What's that put in your pocket?


----------



## dhal22 (Jul 30, 2010)

Another.


----------



## dhal22 (Jul 30, 2010)

A couple of repeat customers $395 hr, the others were $450/min 2 hours.


----------



## dhal22 (Jul 30, 2010)

I haven't counted yet but $4500ish I suppose.


----------



## wharfrat (Nov 1, 2014)

I'd call that a pretty darn good day!


----------



## dhal22 (Jul 30, 2010)

The wife had other plans (Christmas) for me but I decided to make money instead.


----------



## gear junkie (Jun 20, 2008)

Storm drains?


----------



## dhal22 (Jul 30, 2010)

gear junkie said:


> Storm drains?


Yes. Some are easy, just have to get wet.


----------



## Redwood (Sep 8, 2008)

dhal22 said:


> Had some jetting calls today. A lot of them. Not a photo of actual work but of the rain we had today. I did 10 invoiced hrs of jetting and called it a day.


With a 2 hr minimum how long did that take you?

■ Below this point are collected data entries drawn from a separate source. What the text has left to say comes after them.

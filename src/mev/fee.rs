use crate::types::{OpportunityTx, SearcherError};

/// Gas-pricing model mirrored from the opportunity transaction.
///
/// Produced once by [`match_fee_model`] and consumed everywhere else;
/// downstream code never re-inspects raw fee fields.
#[derive(Debug, Clone, Copy, PartialEq, Eq)]
pub enum FeeVariant {
    Legacy {
        gas_price: u128,
    },
    DynamicFee {
        max_priority_fee_per_gas: u128,
        max_fee_per_gas: u128,
    },
}

/// Decide which fee model the opportunity uses.
///
/// The backrun and bid must mirror the opportunity's fee parameters
/// exactly, so an opportunity that populates neither model, or both,
/// cannot be legally mirrored and is rejected here before anything
/// gets signed.
pub fn match_fee_model(opportunity: &OpportunityTx) -> Result<FeeVariant, SearcherError> {
    let legacy = opportunity.gas_price;
    let priority = opportunity.max_priority_fee_per_gas;
    let cap = opportunity.max_fee_per_gas;

    match (legacy, priority, cap) {
        (Some(_), Some(_), _) | (Some(_), _, Some(_)) => Err(SearcherError::AmbiguousFeeModel(
            "both legacy and dynamic fee fields populated".to_string(),
        )),
        (Some(gas_price), None, None) => Ok(FeeVariant::Legacy { gas_price }),
        (None, Some(max_priority_fee_per_gas), Some(max_fee_per_gas)) => {
            Ok(FeeVariant::DynamicFee {
                max_priority_fee_per_gas,
                max_fee_per_gas,
            })
        }
        (None, Some(_), None) | (None, None, Some(_)) => Err(SearcherError::AmbiguousFeeModel(
            "dynamic fee fields incomplete".to_string(),
        )),
        (None, None, None) => Err(SearcherError::AmbiguousFeeModel(
            "no fee fields populated".to_string(),
        )),
    }
}

#[cfg(test)]
mod tests {
    use super::*;
    use alloy::primitives::B256;

    fn opportunity(
        gas_price: Option<u128>,
        priority: Option<u128>,
        cap: Option<u128>,
    ) -> OpportunityTx {
        OpportunityTx {
            raw: vec![0x01].into(),
            hash: B256::repeat_byte(0xaa),
            gas_price,
            max_priority_fee_per_gas: priority,
            max_fee_per_gas: cap,
        }
    }

    #[test]
    fn legacy_opportunity_matches_legacy() {
        let opp = opportunity(Some(30_000_000_000), None, None);
        assert_eq!(
            match_fee_model(&opp).unwrap(),
            FeeVariant::Legacy {
                gas_price: 30_000_000_000
            }
        );
    }

    #[test]
    fn dynamic_opportunity_matches_dynamic() {
        let opp = opportunity(None, Some(2_000_000_000), Some(40_000_000_000));
        assert_eq!(
            match_fee_model(&opp).unwrap(),
            FeeVariant::DynamicFee {
                max_priority_fee_per_gas: 2_000_000_000,
                max_fee_per_gas: 40_000_000_000,
            }
        );
    }

    #[test]
    fn no_fee_fields_is_ambiguous() {
        let opp = opportunity(None, None, None);
        assert!(matches!(
            match_fee_model(&opp),
            Err(SearcherError::AmbiguousFeeModel(_))
        ));
    }

    #[test]
    fn both_models_is_ambiguous() {
        let opp = opportunity(Some(1), Some(2), Some(3));
        assert!(matches!(
            match_fee_model(&opp),
            Err(SearcherError::AmbiguousFeeModel(_))
        ));
    }

    #[test]
    fn partial_dynamic_is_ambiguous() {
        let opp = opportunity(None, Some(2), None);
        assert!(matches!(
            match_fee_model(&opp),
            Err(SearcherError::AmbiguousFeeModel(_))
        ));
    }
}
use alloy::primitives::{Address, Bytes, B256};
use alloy::sol;
use alloy::sol_types::SolCall;

// FastLane JIT auction interface
sol! {
    interface IFastLaneAuction {
        function submitBid(
            bytes32 oppTxHash,
            address validator,
            address searcher
        ) external payable;
    }
}

/// Calldata for `submitBid(opportunityHash, validator, searcher)`.
pub fn encode_submit_bid(opportunity_hash: B256, validator: Address, searcher: Address) -> Bytes {
    IFastLaneAuction::submitBidCall {
        oppTxHash: opportunity_hash,
        validator,
        searcher,
    }
    .abi_encode()
    .into()
}
use alloy::primitives::{Address, Bytes, B256};
use serde::Deserialize;
use std::str::FromStr;

/// Searcher error taxonomy
///
/// 모든 실패는 구분 가능한 variant로 표현된다. 문자열 sentinel 금지.
#[derive(Debug, thiserror::Error)]
pub enum SearcherError {
    #[error("Network error: {0}")]
    Network(String),

    #[error("Unknown validator: {0}")]
    UnknownValidator(String),

    #[error("Ambiguous fee model: {0}")]
    AmbiguousFeeModel(String),

    #[error("Encoding failed: {0}")]
    Encoding(String),

    #[error("Signing failed: {0}")]
    Signing(String),

    #[error("Relay rejected bundle: {reason}")]
    RelayRejected { reason: String },
}

/// Opportunity transaction observed from the mempool/node.
///
/// Carries the raw signed encoding exactly as observed plus the fee fields
/// the node reported. Which fee model applies is decided once by
/// [`crate::mev::fee::match_fee_model`], not here.
#[derive(Debug, Clone, PartialEq, Eq)]
pub struct OpportunityTx {
    /// Raw signed transaction bytes. Passed through into the bundle
    /// unmodified; re-encoding would change the hash the bid commits to.
    pub raw: Bytes,
    /// Transaction hash as observed on the wire.
    pub hash: B256,
    /// Legacy gas price, if the node reported one.
    pub gas_price: Option<u128>,
    /// EIP-1559 priority fee, if the node reported one.
    pub max_priority_fee_per_gas: Option<u128>,
    /// EIP-1559 fee cap, if the node reported one.
    pub max_fee_per_gas: Option<u128>,
}

/// Wire form of an opportunity as handed over by the sourcing side
/// (hex strings, node field names).
#[derive(Debug, Clone, Deserialize)]
#[serde(rename_all = "camelCase")]
pub struct RawOpportunity {
    pub raw: String,
    pub hash: String,
    #[serde(default)]
    pub gas_price: Option<u128>,
    #[serde(default)]
    pub max_priority_fee_per_gas: Option<u128>,
    #[serde(default)]
    pub max_fee_per_gas: Option<u128>,
}

impl TryFrom<RawOpportunity> for OpportunityTx {
    type Error = SearcherError;

    fn try_from(raw: RawOpportunity) -> Result<Self, Self::Error> {
        let tx_bytes = hex::decode(raw.raw.trim_start_matches("0x"))
            .map_err(|e| SearcherError::Encoding(format!("invalid raw transaction hex: {e}")))?;
        let hash = B256::from_str(&raw.hash)
            .map_err(|e| SearcherError::Encoding(format!("invalid transaction hash: {e}")))?;

        Ok(Self {
            raw: tx_bytes.into(),
            hash,
            gas_price: raw.gas_price,
            max_priority_fee_per_gas: raw.max_priority_fee_per_gas,
            max_fee_per_gas: raw.max_fee_per_gas,
        })
    }
}

/// A signed transaction produced by the builder.
#[derive(Debug, Clone, PartialEq, Eq)]
pub struct SignedTx {
    /// EIP-2718 encoded bytes, ready for the relay.
    pub raw: Bytes,
    pub hash: B256,
}

/// Relay-assigned result payload for an accepted bundle.
#[derive(Debug, Clone, PartialEq)]
pub struct RelayResponse {
    pub result: serde_json::Value,
}

/// Terminal outcome of one opportunity-processing cycle.
#[derive(Debug, Clone, PartialEq)]
pub enum CycleOutcome {
    /// The current proposer does not participate in the auction. Normal
    /// skip, not an error. No relay call was made.
    Skipped { validator: Address },
    /// The bundle was submitted and the relay accepted it.
    Submitted { response: RelayResponse },
}

#[cfg(test)]
mod tests {
    use super::*;

    #[test]
    fn raw_opportunity_parses_into_typed_form() {
        let raw = RawOpportunity {
            raw: "0xf86b8085068e7780".to_string(),
            hash: "0x1111111111111111111111111111111111111111111111111111111111111111"
                .to_string(),
            gas_price: Some(30_000_000_000),
            max_priority_fee_per_gas: None,
            max_fee_per_gas: None,
        };

        let opp = OpportunityTx::try_from(raw).unwrap();
        assert_eq!(opp.raw.len(), 8);
        assert_eq!(opp.gas_price, Some(30_000_000_000));
    }

    #[test]
    fn malformed_hash_is_an_encoding_error() {
        let raw = RawOpportunity {
            raw: "0x00".to_string(),
            hash: "0x1234".to_string(), // wrong length
            gas_price: Some(1),
            max_priority_fee_per_gas: None,
            max_fee_per_gas: None,
        };

        match OpportunityTx::try_from(raw) {
            Err(SearcherError::Encoding(_)) => {}
            other => panic!("expected Encoding error, got {other:?}"),
        }
    }

    #[test]
    fn malformed_raw_hex_is_an_encoding_error() {
        let raw = RawOpportunity {
            raw: "0xzz".to_string(),
            hash: "0x1111111111111111111111111111111111111111111111111111111111111111"
                .to_string(),
            gas_price: None,
            max_priority_fee_per_gas: Some(1),
            max_fee_per_gas: Some(2),
        };

        assert!(matches!(
            OpportunityTx::try_from(raw),
            Err(SearcherError::Encoding(_))
        ));
    }
}
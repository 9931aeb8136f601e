use std::collections::HashSet;
use std::sync::Arc;

use alloy::primitives::Address;
use tracing::debug;

use crate::blockchain::ChainApi;
use crate::types::SearcherError;

/// 현재 블록 제안자를 조회하고 FastLane 경매 참여 여부를 판정한다.
pub struct ValidatorMonitor<C: ChainApi> {
    chain: Arc<C>,
    participating: HashSet<Address>,
}

impl<C: ChainApi> ValidatorMonitor<C> {
    pub fn new(chain: Arc<C>, participating: HashSet<Address>) -> Self {
        Self {
            chain,
            participating,
        }
    }

    /// 다음 블록을 제안할 validator 주소. 재시도 없음; 한 번 실패하면
    /// 이번 사이클은 끝난다.
    pub async fn current_validator(&self) -> Result<Address, SearcherError> {
        let validator = self.chain.current_proposer().await?;
        debug!("validator: {}", validator);
        Ok(validator)
    }

    /// 해당 validator가 FastLane 경매에 참여하는지 여부.
    pub fn is_participating(&self, validator: &Address) -> bool {
        self.participating.contains(validator)
    }
}

#[cfg(test)]
mod tests {
    use super::*;
    use crate::mocks::MockChainApi;

    #[tokio::test]
    async fn reports_proposer_from_chain() {
        let proposer = Address::repeat_byte(0x11);
        let chain = Arc::new(MockChainApi::with_proposer(proposer));
        let monitor = ValidatorMonitor::new(chain, HashSet::new());

        assert_eq!(monitor.current_validator().await.unwrap(), proposer);
    }

    #[tokio::test]
    async fn propagates_unknown_validator() {
        let chain = Arc::new(MockChainApi::with_proposer_failure());
        let monitor = ValidatorMonitor::new(chain, HashSet::new());

        assert!(matches!(
            monitor.current_validator().await,
            Err(SearcherError::UnknownValidator(_))
        ));
    }

    #[test]
    fn membership_follows_allow_list() {
        let member = Address::repeat_byte(0x22);
        let outsider = Address::repeat_byte(0x33);
        let chain = Arc::new(MockChainApi::with_proposer(member));
        let monitor = ValidatorMonitor::new(chain, [member].into_iter().collect());

        assert!(monitor.is_participating(&member));
        assert!(!monitor.is_participating(&outsider));
    }
}
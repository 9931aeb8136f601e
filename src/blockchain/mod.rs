pub mod rpc;
pub mod validator;

pub use rpc::{ChainApi, ChainClient};
pub use validator::ValidatorMonitor;
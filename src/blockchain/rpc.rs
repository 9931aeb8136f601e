use std::str::FromStr;
use std::time::Duration;

use alloy::primitives::Address;
use async_trait::async_trait;
use reqwest::Client as HttpClient;
use serde::{Deserialize, Serialize};
use tracing::{debug, info};

use crate::constants::{BOR_GET_AUTHOR, ETH_GET_TRANSACTION_COUNT};
use crate::types::SearcherError;

/// 체인 조회 인터페이스
///
/// 파이프라인이 bor 노드에 요구하는 최소한의 표면. 테스트에서는
/// mock 구현으로 대체된다.
#[async_trait]
pub trait ChainApi: Send + Sync {
    /// 다음 블록 제안자 조회
    async fn current_proposer(&self) -> Result<Address, SearcherError>;

    /// 계정의 트랜잭션 카운트(논스) 조회
    async fn transaction_count(&self, address: Address) -> Result<u64, SearcherError>;
}

/// bor 노드 JSON-RPC 클라이언트
///
/// 로컬 bor 노드에 직접 JSON-RPC를 보낸다. `bor_getAuthor`는 표준
/// 메서드가 아니므로 raw 요청으로 처리한다.
pub struct ChainClient {
    endpoint: String,
    http: HttpClient,
}

#[derive(Debug, Serialize)]
struct JsonRpcRequest<'a> {
    jsonrpc: &'static str,
    method: &'a str,
    params: serde_json::Value,
    id: u64,
}

#[derive(Debug, Deserialize)]
struct JsonRpcReply {
    result: Option<serde_json::Value>,
    error: Option<JsonRpcErrorObject>,
}

#[derive(Debug, Deserialize)]
struct JsonRpcErrorObject {
    code: i64,
    message: String,
}

impl ChainClient {
    pub fn new(endpoint: String, timeout: Duration) -> Result<Self, SearcherError> {
        let http = HttpClient::builder()
            .timeout(timeout)
            .build()
            .map_err(|e| SearcherError::Network(format!("HTTP client build failed: {e}")))?;

        info!("🔌 bor RPC 클라이언트 초기화: {}", endpoint);
        Ok(Self { endpoint, http })
    }

    /// 단일 JSON-RPC 호출. 전송 실패/타임아웃만 여기서 NetworkError로
    /// 수렴하고, 응답 본문 해석은 호출자 몫이다.
    async fn call_raw(
        &self,
        method: &str,
        params: serde_json::Value,
    ) -> Result<String, SearcherError> {
        let request = JsonRpcRequest {
            jsonrpc: "2.0",
            method,
            params,
            id: 1,
        };

        let response = self
            .http
            .post(&self.endpoint)
            .json(&request)
            .send()
            .await
            .map_err(|e| SearcherError::Network(format!("{method} request failed: {e}")))?;

        if !response.status().is_success() {
            return Err(SearcherError::Network(format!(
                "{method} returned HTTP {}",
                response.status()
            )));
        }

        response
            .text()
            .await
            .map_err(|e| SearcherError::Network(format!("{method} body read failed: {e}")))
    }
}

#[async_trait]
impl ChainApi for ChainClient {
    async fn current_proposer(&self) -> Result<Address, SearcherError> {
        let body = self.call_raw(BOR_GET_AUTHOR, serde_json::json!([])).await?;

        // 응답이 비었거나 형식이 어긋나면 sentinel 문자열 대신
        // UnknownValidator를 돌려준다.
        let reply: JsonRpcReply = serde_json::from_str(&body)
            .map_err(|e| SearcherError::UnknownValidator(format!("unparseable response: {e}")))?;

        if let Some(error) = reply.error {
            return Err(SearcherError::UnknownValidator(format!(
                "node error {}: {}",
                error.code, error.message
            )));
        }

        let author = reply
            .result
            .as_ref()
            .and_then(|v| v.as_str())
            .ok_or_else(|| SearcherError::UnknownValidator("missing result".to_string()))?;

        let validator = Address::from_str(author)
            .map_err(|e| SearcherError::UnknownValidator(format!("bad address {author}: {e}")))?;

        debug!("현재 제안자: {}", validator);
        Ok(validator)
    }

    async fn transaction_count(&self, address: Address) -> Result<u64, SearcherError> {
        let params = serde_json::json!([address, "latest"]);
        let body = self.call_raw(ETH_GET_TRANSACTION_COUNT, params).await?;

        let reply: JsonRpcReply = serde_json::from_str(&body)
            .map_err(|e| SearcherError::Encoding(format!("unparseable nonce response: {e}")))?;

        if let Some(error) = reply.error {
            return Err(SearcherError::Network(format!(
                "eth_getTransactionCount error {}: {}",
                error.code, error.message
            )));
        }

        let hex_nonce = reply
            .result
            .as_ref()
            .and_then(|v| v.as_str())
            .ok_or_else(|| SearcherError::Encoding("missing nonce result".to_string()))?;

        u64::from_str_radix(hex_nonce.trim_start_matches("0x"), 16)
            .map_err(|e| SearcherError::Encoding(format!("bad nonce {hex_nonce}: {e}")))
    }
}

Some days are pure gravy...:thumbup:


----------



## dhal22 (Jul 30, 2010)

I was out about 10 hrs yesterday, including hookup to jetter and travel time. Did not return jetter to shop yet though.


----------



## bulldozer (Jan 11, 2009)

Sweet! I had 2 but didnt make that kind of dough!


----------



## Drain Pro (Nov 3, 2013)

Wish I could get that here. People complain now. Too many yahoos running around these parts. 


Sent from my iPhone using Tapatalk


----------



## dhal22 (Jul 30, 2010)

Drain Pro said:


> Wish I could get that here. People complain now. Too many yahoos running around these parts.
> 
> 
> Sent from my iPhone using Tapatalk


Premium rates are a lot easier to quote when you get 5 or 6 " of rain.


----------



## dhal22 (Jul 30, 2010)

bulldozer said:


> Sweet! I had 2 but didnt make that kind of dough!


Rare day for sure (as far as jetting goes). More lined up for Monday(if they can wait). The office was turning down calls by lunch time.


----------



## gear junkie (Jun 20, 2008)

dhal22 said:


> Rare day for sure (as far as jetting goes). More lined up for Monday(if they can wait). The office was turning down calls by lunch time.


Why are you getting so many from the rain? Do you guys have combination sewers up there?


----------



## Redwood (Sep 8, 2008)

gear junkie said:


> Why are you getting so many from the rain? Do you guys have combination sewers up there?


Their storm sewers are undergoing stress testing this year...

They went from drought to flooding in about 2 storms...


----------



## dhal22 (Jul 30, 2010)

gear junkie said:


> Why are you getting so many from the rain? Do you guys have combination sewers up there?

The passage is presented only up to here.